Helen vit à New York, dans un appartement avec terrasse qui regarde l'Hudson entre les deux tours Trump. Elle est mariée avec Jacob qui commence un Alzheimer... Vous lisez le premier chapitre, qui se termine très mal d'ailleurs, et vous êtes pris au piège. On ne peut plus arrêter la lecture. C'est le secret de Catherine Cusset qui, déjà, nous avait charmés avec des romans comme Jouir et La haine de la famille, et qui écrit sec, rapide, attirant. Nous allons apprendre peu à peu, en courts chapitres qui s'emboîtent les uns les autres, quelle fut l'histoire aventureuse de cette Helen, éternelle immigrante.
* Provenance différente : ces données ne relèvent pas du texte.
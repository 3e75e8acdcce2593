//! Fixed-timestep race session.
//!
//! Every tick advances each entrant in insertion order: sensors, decision,
//! actuation, integration, then collision, checkpoint and finish checks.

use serde::Serialize;

use crate::agent::{Agent, AgentSnapshot};
use crate::config::SimConfig;
use crate::controller::{Action, Controller};
use crate::error::ConfigError;
use crate::record::Recorder;
use crate::track::{Track, TrackSnapshot};

#[derive(Clone, Copy, Debug, PartialEq, Eq, Serialize)]
pub enum RaceEvent {
    Crashed { entrant: usize },
    Checkpoint { entrant: usize, passed: usize },
    Finished { entrant: usize },
}

#[derive(Clone, Debug, Default, PartialEq, Serialize)]
pub struct TickReport {
    pub tick: u32,
    pub actions: Vec<Action>,
    pub events: Vec<RaceEvent>,
}

#[derive(Clone, Debug, PartialEq, Serialize)]
pub struct EntrantResult {
    pub label: String,
    pub controller_id: String,
    pub checkpoints: usize,
    pub progress: f64,
    pub total_distance: f64,
    pub crashed: bool,
    pub crash_ticks: u32,
    pub final_x: f64,
    pub final_y: f64,
}

#[derive(Clone, Debug, PartialEq, Serialize)]
pub struct RaceOutcome {
    pub ticks: u32,
    pub winner: Option<usize>,
    pub winner_label: Option<String>,
    pub entrants: Vec<EntrantResult>,
}

struct Entrant {
    label: String,
    agent: Agent,
    controller: Box<dyn Controller>,
    crash_ticks: u32,
}

pub struct Race {
    cfg: SimConfig,
    track: Track,
    entrants: Vec<Entrant>,
    tick: u32,
    winner: Option<usize>,
}

impl Race {
    pub fn new(cfg: SimConfig) -> Result<Self, ConfigError> {
        cfg.validate()?;
        let track = Track::new(cfg.track.clone())?;
        Ok(Self {
            cfg,
            track,
            entrants: Vec::new(),
            tick: 0,
            winner: None,
        })
    }

    /// Spawns a new agent in the next free lane and returns its index.
    pub fn add_entrant(&mut self, label: impl Into<String>, controller: Box<dyn Controller>) -> usize {
        let index = self.entrants.len();
        let pose = self.track.start_pose(index as u32);
        self.entrants.push(Entrant {
            label: label.into(),
            agent: Agent::new(self.cfg.agent.clone(), pose),
            controller,
            crash_ticks: 0,
        });
        index
    }

    /// Puts every entrant back on its start pose and reseeds controllers.
    pub fn reset(&mut self, seed: u32) {
        for (index, entrant) in self.entrants.iter_mut().enumerate() {
            entrant.agent.reset(self.track.start_pose(index as u32));
            entrant.controller.reset(entrant_seed(seed, index));
            entrant.crash_ticks = 0;
        }
        self.tick = 0;
        self.winner = None;
    }

    pub fn config(&self) -> &SimConfig {
        &self.cfg
    }

    pub fn track(&self) -> &Track {
        &self.track
    }

    pub fn track_snapshot(&self) -> TrackSnapshot {
        self.track.snapshot()
    }

    pub fn tick_count(&self) -> u32 {
        self.tick
    }

    pub fn winner(&self) -> Option<usize> {
        self.winner
    }

    pub fn entrant_count(&self) -> usize {
        self.entrants.len()
    }

    pub fn agent(&self, index: usize) -> Option<&Agent> {
        self.entrants.get(index).map(|e| &e.agent)
    }

    pub fn snapshots(&self) -> Vec<AgentSnapshot> {
        self.entrants.iter().map(|e| e.agent.snapshot()).collect()
    }

    pub fn tick(&mut self) -> TickReport {
        self.step(None)
    }

    /// Like [`Race::tick`], feeding the first entrant's frame to `recorder`.
    pub fn tick_recorded(&mut self, recorder: &mut dyn Recorder) -> TickReport {
        self.step(Some(recorder))
    }

    fn step(&mut self, mut recorder: Option<&mut dyn Recorder>) -> TickReport {
        self.tick += 1;
        let mut report = TickReport {
            tick: self.tick,
            actions: Vec::with_capacity(self.entrants.len()),
            events: Vec::new(),
        };
        let checkpoint_total = self.track.checkpoint_count();
        let race_cfg = &self.cfg.race;

        for (index, entrant) in self.entrants.iter_mut().enumerate() {
            let agent = &mut entrant.agent;
            agent.refresh_sensors(&self.track);
            let action = entrant.controller.compute(agent).clamped();
            if index == 0 {
                if let Some(recorder) = recorder.as_deref_mut() {
                    recorder.record(agent, action);
                }
            }
            agent.apply_controller_action(action);
            agent.integrate();
            report.actions.push(action);

            if self.track.detect_collision(agent) {
                if !agent.crashed() {
                    report.events.push(RaceEvent::Crashed { entrant: index });
                    tracing::debug!(entrant = %entrant.label, tick = self.tick, "crashed");
                }
                agent.mark_crashed(race_cfg.crash_speed_factor);
                entrant.crash_ticks += 1;
            }

            let previous = agent.previous_position();
            if self
                .track
                .detect_checkpoint_crossing(agent, agent.checkpoints(), Some(previous))
            {
                agent.advance_checkpoint(checkpoint_total);
                let passed = agent.checkpoints();
                report.events.push(RaceEvent::Checkpoint {
                    entrant: index,
                    passed,
                });
                tracing::debug!(
                    entrant = %entrant.label,
                    passed,
                    total = checkpoint_total,
                    "checkpoint"
                );
            }

            let reached_finish = agent.position().y >= self.track.finish_y();
            let checkpoints_done =
                !race_cfg.require_all_checkpoints || agent.checkpoints() >= checkpoint_total;
            if self.winner.is_none() && reached_finish && checkpoints_done {
                self.winner = Some(index);
                report.events.push(RaceEvent::Finished { entrant: index });
                tracing::info!(entrant = %entrant.label, tick = self.tick, "finished first");
            }
        }

        report
    }

    /// Ticks until someone wins or `max_ticks` have elapsed in total.
    pub fn run(&mut self, max_ticks: u32) -> RaceOutcome {
        while self.winner.is_none() && self.tick < max_ticks {
            self.step(None);
        }
        self.outcome()
    }

    pub fn run_recorded(&mut self, max_ticks: u32, recorder: &mut dyn Recorder) -> RaceOutcome {
        while self.winner.is_none() && self.tick < max_ticks {
            self.step(Some(&mut *recorder));
        }
        self.outcome()
    }

    pub fn outcome(&self) -> RaceOutcome {
        RaceOutcome {
            ticks: self.tick,
            winner: self.winner,
            winner_label: self.winner.map(|i| self.entrants[i].label.clone()),
            entrants: self
                .entrants
                .iter()
                .map(|e| EntrantResult {
                    label: e.label.clone(),
                    controller_id: e.controller.id().to_string(),
                    checkpoints: e.agent.checkpoints(),
                    progress: self.track.progress(e.agent.checkpoints()),
                    total_distance: e.agent.total_distance(),
                    crashed: e.agent.crashed(),
                    crash_ticks: e.crash_ticks,
                    final_x: e.agent.position().x,
                    final_y: e.agent.position().y,
                })
                .collect(),
        }
    }
}

fn entrant_seed(seed: u32, index: usize) -> u32 {
    seed ^ (index as u32).wrapping_mul(0x9E37_79B9)
}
Jadis, elle s'appelait Elena, dans la Roumanie communiste et antisémite de ce clown appelé Ceausescu. Elle avait fait des études en physique nucléaire, puis épousé un juif, Jacob, avec lequel elle était partie pour Israël avant de s'installer aux États-Unis. Du coup, elle est devenue Elen, programmeuse en informatique. Elle avait eu un garçon, Alexandru.

 

Le problème d'Alexandru, c'est qu'il épousa une Française, au grand regret de ses parents tout comme Elena avait épousé Jacob malgré l'opposition familiale. Cette Française est égoïste, arrogante, on dirait un produit national hexagonal (pardonnez-moi), attaché à un pays «fermé et élitiste». Sic. Elle se nomme Marie, et ne cessera pas de s'opposer à sa belle-mère. Le récit de cette sorte de haine, à peine larvée, mais solide, entre les deux femmes, Marie et Helen, se fait par petites touches, comme toujours, et vaut à lui seul la lecture par son humour parfois voilé, mais brillant, et sa critique de l'immigration, ses difficultés, parfois ses évidences. Les deux femmes se dévoilent, se détestent, et finalement, ô surprise, se trouvent des points communs. Elles finiront par devenir des amies, enfin, réunies par leur amour commun du même homme, le mari et le fils...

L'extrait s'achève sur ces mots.